--- TASK DETAILS ---
Nothing but a number is expected: the count of lines in the data below that include "Seconds".

^^^^

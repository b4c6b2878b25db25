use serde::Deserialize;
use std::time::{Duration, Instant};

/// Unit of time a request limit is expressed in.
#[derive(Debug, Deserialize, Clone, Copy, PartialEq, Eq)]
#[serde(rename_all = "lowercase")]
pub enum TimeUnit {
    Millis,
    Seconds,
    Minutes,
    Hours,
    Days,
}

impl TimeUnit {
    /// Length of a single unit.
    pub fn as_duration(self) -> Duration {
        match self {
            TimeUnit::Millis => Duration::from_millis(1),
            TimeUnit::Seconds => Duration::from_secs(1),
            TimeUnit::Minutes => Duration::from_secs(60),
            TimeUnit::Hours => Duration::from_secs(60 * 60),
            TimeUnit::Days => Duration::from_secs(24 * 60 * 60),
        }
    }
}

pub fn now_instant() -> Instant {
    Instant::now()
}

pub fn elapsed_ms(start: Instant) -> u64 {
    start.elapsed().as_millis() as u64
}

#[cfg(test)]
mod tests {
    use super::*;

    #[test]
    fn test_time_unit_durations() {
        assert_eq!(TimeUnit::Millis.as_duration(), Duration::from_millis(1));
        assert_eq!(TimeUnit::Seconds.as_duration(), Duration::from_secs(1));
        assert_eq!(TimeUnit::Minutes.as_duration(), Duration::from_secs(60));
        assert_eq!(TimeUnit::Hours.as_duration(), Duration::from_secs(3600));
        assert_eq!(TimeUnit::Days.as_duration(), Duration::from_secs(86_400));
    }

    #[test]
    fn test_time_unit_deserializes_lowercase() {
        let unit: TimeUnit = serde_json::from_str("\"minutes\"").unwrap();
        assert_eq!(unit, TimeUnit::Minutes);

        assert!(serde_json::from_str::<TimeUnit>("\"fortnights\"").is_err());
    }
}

^^^^

--- WRITTEN ANSWER ---
3